Data entries
● ● ● ●
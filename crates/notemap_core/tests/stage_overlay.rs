use notemap_core::{
    load_note, note_ids, Batch, LoadError, MemoryNoteStore, Note, NoteId, NoteRecord, Operation,
    EMPTY_LOADER,
};

fn seeded_store() -> MemoryNoteStore {
    let mut topic = NoteRecord::with_value(1, "base", 5);
    topic.types = vec![40];
    topic.supertypes = vec![41];
    topic.contents = vec![2, 3];

    [
        topic,
        NoteRecord::with_value(2, "child two", 0),
        NoteRecord::with_value(3, "child three", 0),
        NoteRecord::with_value(4, "other", 5),
        NoteRecord::with_value(5, "xsd:string", 0),
    ]
    .into_iter()
    .collect()
}

/// Lexical value, datatype id and content ids of one note.
fn observe(note: &dyn Note<'_>) -> (String, NoteId, Vec<NoteId>) {
    let (lexical, datatype) = note.value().unwrap();
    (lexical, datatype.id(), note_ids(&note.contents().unwrap()))
}

#[test]
fn empty_batch_is_transparent() {
    let store = seeded_store();
    let batch = Batch::with_base(&store);

    for id in 1..=5 {
        let base = load_note(&store, id).unwrap();
        let view = batch.note(id);
        assert_eq!(observe(&view), observe(&*base), "note {id}");
        assert_eq!(
            note_ids(&view.types().unwrap()),
            note_ids(&base.types().unwrap())
        );
        assert_eq!(
            note_ids(&view.supertypes().unwrap()),
            note_ids(&base.supertypes().unwrap())
        );
    }
}

#[test]
fn last_staged_value_wins() {
    let store = seeded_store();
    let batch = Batch::with_base(&store);
    batch
        .append(Operation::set_value(1, "a", 10))
        .append(Operation::set_value(1, "b", 11));

    let (lexical, datatype) = batch.note(1).value().unwrap();
    assert_eq!(lexical, "b");
    assert_eq!(datatype.id(), 11);
}

#[test]
fn staged_contents_follow_base_contents_in_log_order() {
    let store = seeded_store();
    let batch = Batch::with_base(&store);
    batch
        .append(Operation::add_content(1, 30))
        .append(Operation::add_content(1, 31))
        .append(Operation::add_content(1, 30));

    let contents = batch.note(1).contents().unwrap();
    assert_eq!(note_ids(&contents), vec![2, 3, 30, 31, 30]);
}

#[test]
fn operations_only_change_their_target() {
    let store = seeded_store();
    let batch = Batch::with_base(&store);
    let before = observe(&batch.note(4));

    batch
        .append(Operation::set_value(1, "changed", 9))
        .append(Operation::add_content(1, 4))
        .append(Operation::add_content(2, 4));

    assert_eq!(observe(&batch.note(4)), before);
    assert_eq!(observe(&batch.note(3)).0, "child three");
}

#[test]
fn repeated_reads_are_identical() {
    let store = seeded_store();
    let batch = Batch::with_base(&store);
    let view = batch.note(1);
    view.set_value("staged", 5);
    view.add_content(8);

    let first = observe(&view);
    let second = observe(&view);
    assert_eq!(first, second);
    assert_eq!(first, ("staged".to_string(), 5, vec![2, 3, 8]));
}

#[test]
fn reads_see_operations_appended_after_view_creation() {
    let store = seeded_store();
    let batch = Batch::with_base(&store);
    let view = batch.note(1);
    assert_eq!(observe(&view).0, "base");

    batch.append(Operation::set_value(1, "later", 0));
    assert_eq!(observe(&view).0, "later");
}

#[test]
#[should_panic(expected = "unassigned")]
fn set_value_on_unassigned_id_panics() {
    let batch = Batch::new();
    batch.note(0).set_value("never", 1);
}

#[test]
#[should_panic(expected = "unassigned")]
fn add_content_on_unassigned_id_panics() {
    let batch = Batch::new();
    batch.note(0).add_content(1);
}

#[test]
fn unassigned_id_panic_leaves_log_untouched() {
    let batch = Batch::new();
    let result = std::panic::catch_unwind(std::panic::AssertUnwindSafe(|| {
        batch.note(0).add_content(1);
    }));

    assert!(result.is_err());
    assert!(batch.is_empty());
}

#[test]
fn missing_base_behaves_like_empty_loader() {
    let implicit = Batch::new();
    let explicit = Batch::with_base(&EMPTY_LOADER);
    for batch in [&implicit, &explicit] {
        batch
            .append(Operation::set_value(7, "x", 3))
            .append(Operation::add_content(7, 8));
    }

    for id in [7, 8, 99] {
        assert_eq!(observe(&implicit.note(id)), observe(&explicit.note(id)));
    }
    assert_eq!(
        observe(&implicit.note(7)),
        ("x".to_string(), 3, vec![8])
    );
    assert!(implicit.note(7).types().unwrap().is_empty());
}

#[test]
fn base_assigned_after_construction_is_used() {
    let store = seeded_store();
    let mut batch = Batch::new();
    assert_eq!(observe(&batch.note(1)).0, "");

    batch.set_base(Some(&store));
    assert_eq!(observe(&batch.note(1)).0, "base");

    batch.set_base(None);
    assert_eq!(observe(&batch.note(1)).0, "");
}

#[test]
fn failed_base_lookup_is_returned_unchanged() {
    let store = seeded_store();
    let batch = Batch::with_base(&store);
    batch
        .append(Operation::set_value(9, "staged", 0))
        .append(Operation::add_content(9, 1));

    let view = batch.note(9);
    assert!(matches!(view.value(), Err(LoadError::NotFound(9))));
    assert!(matches!(view.contents(), Err(LoadError::NotFound(9))));
    assert!(matches!(view.types(), Err(LoadError::NotFound(9))));
    assert!(matches!(view.supertypes(), Err(LoadError::NotFound(9))));
}

#[test]
fn datatype_reads_through_the_same_batch() {
    let store = seeded_store();
    let batch = Batch::with_base(&store);
    batch.note(1).set_value("42", 20);
    batch.note(20).set_value("xsd:integer", 0);

    let (_, datatype) = batch.note(1).value().unwrap();
    assert_eq!(datatype.value().unwrap().0, "xsd:integer");

    // Unstaged datatypes still resolve through the batch to the base.
    let (_, base_datatype) = batch.note(4).value().unwrap();
    assert_eq!(base_datatype.value().unwrap().0, "xsd:string");
}

#[test]
fn add_content_returns_view_of_child_for_chaining() {
    let batch = Batch::new();
    let leaf = batch.note(1).add_content(2).add_content(3);
    leaf.set_value("leaf", 0);

    assert_eq!(leaf.id(), 3);
    assert_eq!(batch.len(), 3);

    let level_one = batch.note(1).contents().unwrap();
    assert_eq!(note_ids(&level_one), vec![2]);
    let level_two = level_one[0].contents().unwrap();
    assert_eq!(note_ids(&level_two), vec![3]);
    assert_eq!(level_two[0].value().unwrap().0, "leaf");
}

#[test]
fn types_ignore_staged_operations() {
    let store = seeded_store();
    let batch = Batch::with_base(&store);
    batch
        .append(Operation::set_value(1, "x", 0))
        .append(Operation::add_content(1, 40));

    assert_eq!(note_ids(&batch.note(1).types().unwrap()), vec![40]);
    assert_eq!(note_ids(&batch.note(1).supertypes().unwrap()), vec![41]);
}

#[test]
fn truncating_the_log_restores_earlier_observations() {
    let store = seeded_store();
    let mut batch = Batch::with_base(&store);
    batch.append(Operation::set_value(1, "first", 0));
    let checkpoint = batch.len();
    let after_first = observe(&batch.note(1));

    batch
        .append(Operation::set_value(1, "second", 0))
        .append(Operation::add_content(1, 12));
    assert_ne!(observe(&batch.note(1)), after_first);

    batch.truncate(checkpoint);
    assert_eq!(observe(&batch.note(1)), after_first);
}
● ● ● ●
WORK TO BE COMPLETED:
Check the lines above and copy each one that includes "topic".

WRITTEN SOLUTION:
    let mut topic = NoteRecord::with_value(1, "base", 5);
    topic.types = vec![40];
    topic.supertypes = vec![41];
    topic.contents = vec![2, 3];
        topic,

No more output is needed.